*** Opening of EXTRACTED DATA ***

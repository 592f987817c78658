//! Unit tests for shader.rs
//!
//! Drives `Shader` against the mock device and asserts on both the registry
//! state and the backend command log.

use std::sync::Arc;
use glam::Mat4;
use crate::backend::mock_device::*;
use crate::backend::{Program, ProgramReflection, RenderPass, Texture};
use crate::config::Config;
use crate::error::Error;
use crate::shader::{BlendMode, BufferType, DrawState, PrimitiveType, Shader, INDICES};
use crate::types::{NdArray, VariableType};

const VS: &str = "vertex source";
const FS: &str = "fragment source";

fn render_pass() -> Arc<dyn RenderPass> {
    Arc::new(MockRenderPass)
}

fn create(device: &MockDevice) -> Shader {
    Shader::new(device, render_pass(), "test", VS, FS, BlendMode::None).unwrap()
}

fn positions(count: usize) -> Vec<[f32; 2]> {
    (0..count).map(|i| [i as f32, 0.0]).collect()
}

/// Shader over `position_only_reflection` with `count` vertices bound
fn bound_points(device: &MockDevice, count: usize) -> Shader {
    let mut shader = create(device);
    shader.set_uniform("position", &positions(count)).unwrap();
    shader
}

fn bind_quad(shader: &mut Shader) {
    shader.set_uniform("position", &vec![[0.0f32, 0.0, 0.0]; 4]).unwrap();
    shader.set_uniform("mvp", &Mat4::IDENTITY).unwrap();
    shader.set_texture("image", Arc::new(MockTexture::new("checker", 4, 4))).unwrap();
}

// ============================================================================
// CONSTRUCTION
// ============================================================================

#[test]
fn test_registry_built_from_reflection() {
    let device = MockDevice::new(quad_reflection());
    let shader = create(&device);

    assert_eq!(shader.buffer_count(), 5);
    assert_eq!(shader.buffer("position").unwrap().buffer_type(), BufferType::VertexBuffer);
    assert_eq!(shader.buffer("mvp").unwrap().buffer_type(), BufferType::UniformBuffer);
    assert_eq!(shader.buffer("image").unwrap().buffer_type(), BufferType::FragmentTexture);
    assert_eq!(shader.buffer("image_sampler").unwrap().buffer_type(), BufferType::FragmentSampler);
    assert_eq!(shader.buffer(INDICES).unwrap().buffer_type(), BufferType::IndexBuffer);
    assert!(shader.buffers().all(|(_, buffer)| !buffer.is_bound()));
}

#[test]
fn test_accessors() {
    let device = MockDevice::new(quad_reflection());
    let shader = Shader::new(&device, render_pass(), "quad", VS, FS, BlendMode::AlphaBlend).unwrap();

    assert_eq!(shader.name(), "quad");
    assert_eq!(shader.blend_mode(), BlendMode::AlphaBlend);
    assert_eq!(shader.backend(), crate::backend::Backend::OpenGl);
    assert_eq!(shader.state(), DrawState::Inactive);
    assert!(!shader.is_active());
    assert_eq!(shader.config().label, "mock");
    assert!(shader.render_pass().as_any().downcast_ref::<MockRenderPass>().is_some());
}

#[test]
fn test_program_downcasts_to_backend_type() {
    let device = MockDevice::new(position_only_reflection());
    let mut shader = bound_points(&device, 3);

    let program = shader.program().as_any().downcast_ref::<MockProgram>().unwrap();
    assert!(!program.is_active());
    assert_eq!(program.reflection().parameters().len(), 1);

    shader.begin().unwrap();
    let program = shader.program().as_any().downcast_ref::<MockProgram>().unwrap();
    assert!(program.is_active());
    shader.end().unwrap();
}
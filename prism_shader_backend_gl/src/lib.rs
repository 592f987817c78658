/*!
# Prism Shader - OpenGL Backend

OpenGL 3.3+ and OpenGL ES implementation of the prism_shader device traits,
on top of glow.

Programs are compiled from GLSL sources. Attributes and uniforms are
discovered by querying the linked program, so the parameter registry of a
`Shader` matches exactly what the driver kept after optimization.

The context must be current on the calling thread whenever a device or one
of its shaders is used.
*/

mod gl_types;
mod gl_buffer;
mod gl_texture;
mod gl_render_pass;
mod gl_program;
mod gl_device;

pub use gl_device::{GlDevice, GlVariant};
pub use gl_program::GlProgram;
pub use gl_buffer::{GlBuffer, GlStorage};
pub use gl_texture::GlTexture;
pub use gl_render_pass::GlRenderPass;
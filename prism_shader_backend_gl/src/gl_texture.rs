/// GlTexture - texture handle for the OpenGL backends

use std::any::Any;
use prism_shader::prism::Texture;

/// Texture object created and owned by the caller
///
/// The handle is not deleted on drop.
#[derive(Debug, Clone, Copy)]
pub struct GlTexture {
    pub(crate) texture: glow::Texture,
    /// Bind target (`TEXTURE_2D`, `TEXTURE_CUBE_MAP`, ...)
    pub(crate) target: u32,
    pub(crate) size: (u32, u32),
}

impl GlTexture {
    pub fn new(texture: glow::Texture, target: u32, width: u32, height: u32) -> Self {
        Self { texture, target, size: (width, height) }
    }

    /// 2D texture
    pub fn texture_2d(texture: glow::Texture, width: u32, height: u32) -> Self {
        Self::new(texture, glow::TEXTURE_2D, width, height)
    }

    pub fn raw(&self) -> glow::Texture {
        self.texture
    }

    pub fn target(&self) -> u32 {
        self.target
    }
}

impl Texture for GlTexture {
    fn size(&self) -> (u32, u32) {
        self.size
    }

    fn as_any(&self) -> &dyn Any {
        self
    }
}
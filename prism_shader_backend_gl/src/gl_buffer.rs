/// GlBuffer - OpenGL implementation of BufferResource

use std::any::Any;
use std::sync::Arc;
use glow::HasContext;
use prism_shader::prism::BufferResource;

/// Storage behind one registry record
pub enum GlStorage {
    /// Buffer object bound to `target` (`ARRAY_BUFFER`, `ELEMENT_ARRAY_BUFFER`)
    Object { buffer: glow::Buffer, target: u32 },
    /// Plain uniform, applied from the CPU shadow with `glUniform*`
    Uniform,
}

pub struct GlBuffer {
    gl: Arc<glow::Context>,
    pub(crate) storage: GlStorage,
    pub(crate) size: usize,
}

impl GlBuffer {
    pub(crate) fn new(gl: Arc<glow::Context>, storage: GlStorage, size: usize) -> Self {
        Self { gl, storage, size }
    }

    /// Buffer object and its bind target, `None` for plain uniforms
    pub fn object(&self) -> Option<(glow::Buffer, u32)> {
        match self.storage {
            GlStorage::Object { buffer, target } => Some((buffer, target)),
            GlStorage::Uniform => None,
        }
    }
}

impl BufferResource for GlBuffer {
    fn size(&self) -> usize {
        self.size
    }

    fn as_any(&self) -> &dyn Any {
        self
    }
}

impl Drop for GlBuffer {
    fn drop(&mut self) {
        if let GlStorage::Object { buffer, .. } = self.storage {
            unsafe {
                self.gl.delete_buffer(buffer);
            }
        }
    }
}
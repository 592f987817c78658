/// Device trait - backend factory for shader programs

use std::fmt;
use std::sync::Arc;
use crate::error::Result;
use crate::config::Config;
use crate::backend::{Program, ProgramDesc, RenderPass};

/// Backend family, fixed when the device is created
#[derive(Debug, Clone, Copy, PartialEq, Eq, Hash)]
pub enum Backend {
    /// Desktop OpenGL (3.3 core and later)
    OpenGl,
    /// OpenGL ES 2/3 and WebGL
    Gles,
    /// Apple Metal
    Metal,
}

impl Backend {
    pub const fn name(self) -> &'static str {
        match self {
            Backend::OpenGl => "OpenGL",
            Backend::Gles => "OpenGL ES",
            Backend::Metal => "Metal",
        }
    }
}

impl fmt::Display for Backend {
    fn fmt(&self, f: &mut fmt::Formatter<'_>) -> fmt::Result {
        f.write_str(self.name())
    }
}

/// Backend device
///
/// Implemented by `GlDevice` and `MetalDevice`. A `Shader` only talks to the
/// device once, at construction, to compile and reflect its program.
pub trait Device {
    /// Backend family of this device
    fn backend(&self) -> Backend;

    /// Configuration shared by every shader created from this device
    fn config(&self) -> &Config;

    /// Compile, link and reflect a program
    ///
    /// # Errors
    ///
    /// Returns `Error::CompilationFailed` with the compiler/linker log.
    fn create_program(
        &self,
        render_pass: &Arc<dyn RenderPass>,
        desc: &ProgramDesc<'_>,
    ) -> Result<Box<dyn Program>>;
}
/// Shader module - parameter registry, pipeline state and draw protocol

pub mod buffer;
pub mod pipeline_state;
pub mod shader;

pub use buffer::{Buffer, BufferType, INDICES};
pub use pipeline_state::{PrimitiveType, BlendMode};
pub use shader::{Shader, ActiveShader, DrawState};
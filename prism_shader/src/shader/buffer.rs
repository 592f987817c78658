/// Parameter binding records
///
/// One `Buffer` per parameter declared by a program (plus the reserved
/// `indices` entry). The record keeps the CPU shadow of the last value set,
/// the backend allocation created from it, and whether the two disagree.

use std::fmt;
use std::sync::Arc;
use crate::backend::{BufferResource, DeclaredParameter, ShaderStages, Texture};
use crate::types::{type_size, VariableType};

/// Name of the reserved index buffer record
pub const INDICES: &str = "indices";

/// Kind of binding slot a parameter occupies
///
/// Fixed by the program's reflected interface, never by how the parameter is used.
#[derive(Debug, Clone, Copy, PartialEq, Eq, Hash, Default)]
pub enum BufferType {
    #[default]
    Unknown,
    VertexBuffer,
    VertexTexture,
    VertexSampler,
    FragmentBuffer,
    FragmentTexture,
    FragmentSampler,
    UniformBuffer,
    IndexBuffer,
}

impl BufferType {
    pub const fn name(self) -> &'static str {
        match self {
            BufferType::Unknown => "unknown",
            BufferType::VertexBuffer => "vertex buffer",
            BufferType::VertexTexture => "vertex texture",
            BufferType::VertexSampler => "vertex sampler",
            BufferType::FragmentBuffer => "fragment buffer",
            BufferType::FragmentTexture => "fragment texture",
            BufferType::FragmentSampler => "fragment sampler",
            BufferType::UniformBuffer => "uniform buffer",
            BufferType::IndexBuffer => "index buffer",
        }
    }

    /// Slot takes a texture handle
    pub const fn is_texture(self) -> bool {
        matches!(self, BufferType::VertexTexture | BufferType::FragmentTexture)
    }

    /// Slot takes the sampler state of a texture
    pub const fn is_sampler(self) -> bool {
        matches!(self, BufferType::VertexSampler | BufferType::FragmentSampler)
    }

    /// Slot takes raw buffer data
    pub const fn is_data(self) -> bool {
        matches!(
            self,
            BufferType::VertexBuffer
                | BufferType::FragmentBuffer
                | BufferType::UniformBuffer
                | BufferType::IndexBuffer
        )
    }

    /// Stage the slot belongs to
    pub fn stages(self) -> ShaderStages {
        match self {
            BufferType::VertexBuffer
            | BufferType::VertexTexture
            | BufferType::VertexSampler
            | BufferType::IndexBuffer => ShaderStages::VERTEX,
            BufferType::FragmentBuffer
            | BufferType::FragmentTexture
            | BufferType::FragmentSampler => ShaderStages::FRAGMENT,
            BufferType::UniformBuffer => ShaderStages::ALL,
            BufferType::Unknown => ShaderStages::empty(),
        }
    }
}

impl fmt::Display for BufferType {
    fn fmt(&self, f: &mut fmt::Formatter<'_>) -> fmt::Result {
        f.write_str(self.name())
    }
}

/// Current value of a record
pub(crate) enum Payload {
    /// Never set
    Empty,
    /// CPU shadow plus the backend allocation made from it (created lazily by `begin()`)
    Data {
        bytes: Vec<u8>,
        resource: Option<Box<dyn BufferResource>>,
    },
    /// Shared texture handle
    Texture(Arc<dyn Texture>),
}

/// Binding record of one named parameter
pub struct Buffer {
    pub(crate) buffer_type: BufferType,
    pub(crate) dtype: VariableType,
    pub(crate) ndim: Option<usize>,
    pub(crate) shape: [usize; 3],
    pub(crate) index: u32,
    pub(crate) size: usize,
    pub(crate) dirty: bool,
    pub(crate) expected: Option<(VariableType, usize)>,
    pub(crate) payload: Payload,
}

impl Buffer {
    /// Unset record for a reflected parameter
    pub(crate) fn declared(parameter: &DeclaredParameter) -> Self {
        Self {
            buffer_type: parameter.buffer_type,
            dtype: VariableType::Invalid,
            ndim: None,
            shape: [1, 1, 1],
            index: parameter.index,
            size: 0,
            dirty: false,
            expected: parameter.expected,
            payload: Payload::Empty,
        }
    }

    /// Unset reserved index buffer record
    pub(crate) fn index_buffer() -> Self {
        Self {
            buffer_type: BufferType::IndexBuffer,
            dtype: VariableType::Invalid,
            ndim: None,
            shape: [1, 1, 1],
            index: 0,
            size: 0,
            dirty: false,
            expected: Some((VariableType::UInt32, 1)),
            payload: Payload::Empty,
        }
    }

    /// Replace the payload with new data
    ///
    /// The backend allocation survives only when the byte size is unchanged.
    pub(crate) fn assign_data(&mut self, dtype: VariableType, ndim: usize, shape: [usize; 3], data: &[u8]) {
        let resource = match std::mem::replace(&mut self.payload, Payload::Empty) {
            Payload::Data { resource: Some(resource), .. } if resource.size() == data.len() => Some(resource),
            _ => None,
        };
        self.payload = Payload::Data { bytes: data.to_vec(), resource };
        self.dtype = dtype;
        self.ndim = Some(ndim);
        self.shape = shape;
        self.size = data.len();
        self.dirty = true;
    }

    /// Replace the payload with a texture handle
    pub(crate) fn assign_texture(&mut self, texture: Arc<dyn Texture>) {
        self.payload = Payload::Texture(texture);
        self.dtype = VariableType::Invalid;
        self.ndim = Some(0);
        self.shape = [1, 1, 1];
        self.size = 0;
        self.dirty = true;
    }

    pub fn buffer_type(&self) -> BufferType {
        self.buffer_type
    }

    pub fn dtype(&self) -> VariableType {
        self.dtype
    }

    /// Number of dimensions, `None` until the record is first set
    pub fn ndim(&self) -> Option<usize> {
        self.ndim
    }

    pub fn shape(&self) -> [usize; 3] {
        self.shape
    }

    /// Backend binding slot
    pub fn index(&self) -> u32 {
        self.index
    }

    /// Size in bytes of the current payload
    pub fn size(&self) -> usize {
        self.size
    }

    pub fn is_dirty(&self) -> bool {
        self.dirty
    }

    pub fn is_bound(&self) -> bool {
        !matches!(self.payload, Payload::Empty)
    }

    /// Element type and count the program declares, when known
    pub fn expected(&self) -> Option<(VariableType, usize)> {
        self.expected
    }

    /// Number of scalar elements in the payload
    pub fn element_count(&self) -> usize {
        match self.ndim {
            Some(ndim) => self.shape[..ndim].iter().product(),
            None => 0,
        }
    }

    /// CPU shadow of the last data set
    pub fn bytes(&self) -> Option<&[u8]> {
        match &self.payload {
            Payload::Data { bytes, .. } => Some(bytes),
            _ => None,
        }
    }

    pub fn texture(&self) -> Option<&Arc<dyn Texture>> {
        match &self.payload {
            Payload::Texture(texture) => Some(texture),
            _ => None,
        }
    }

    /// A backend allocation currently backs this record
    pub fn has_resource(&self) -> bool {
        matches!(self.payload, Payload::Data { resource: Some(_), .. })
    }

    /// Payload size agrees with `dtype` and `shape`
    pub fn is_consistent(&self) -> bool {
        match (&self.payload, self.ndim) {
            (Payload::Data { bytes, .. }, Some(_)) => {
                bytes.len() == self.size && self.size == type_size(self.dtype) * self.element_count()
            }
            (Payload::Texture(_), Some(_)) => self.size == 0,
            (Payload::Empty, None) => self.size == 0,
            _ => false,
        }
    }
}

impl fmt::Debug for Buffer {
    fn fmt(&self, f: &mut fmt::Formatter<'_>) -> fmt::Result {
        fmt::Display::fmt(self, f)
    }
}

impl fmt::Display for Buffer {
    fn fmt(&self, f: &mut fmt::Formatter<'_>) -> fmt::Result {
        write!(f, "Buffer[type={}, dtype={}, ndim=", self.buffer_type, self.dtype)?;
        match self.ndim {
            Some(ndim) => write!(f, "{}", ndim)?,
            None => f.write_str("unset")?,
        }
        write!(
            f,
            ", shape=[{}, {}, {}], size={}, dirty={}]",
            self.shape[0], self.shape[1], self.shape[2], self.size, self.dirty
        )
    }
}

#[cfg(test)]
#[path = "buffer_tests.rs"]
mod tests;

*** Close of EXTRACTED DATA ***

TRY IT: Return all lines of the material above in which "FragmentBuffer" occurs.

TASK RESULT:
    FragmentBuffer,
            BufferType::FragmentBuffer => "fragment buffer",
                | BufferType::FragmentBuffer
            BufferType::FragmentBuffer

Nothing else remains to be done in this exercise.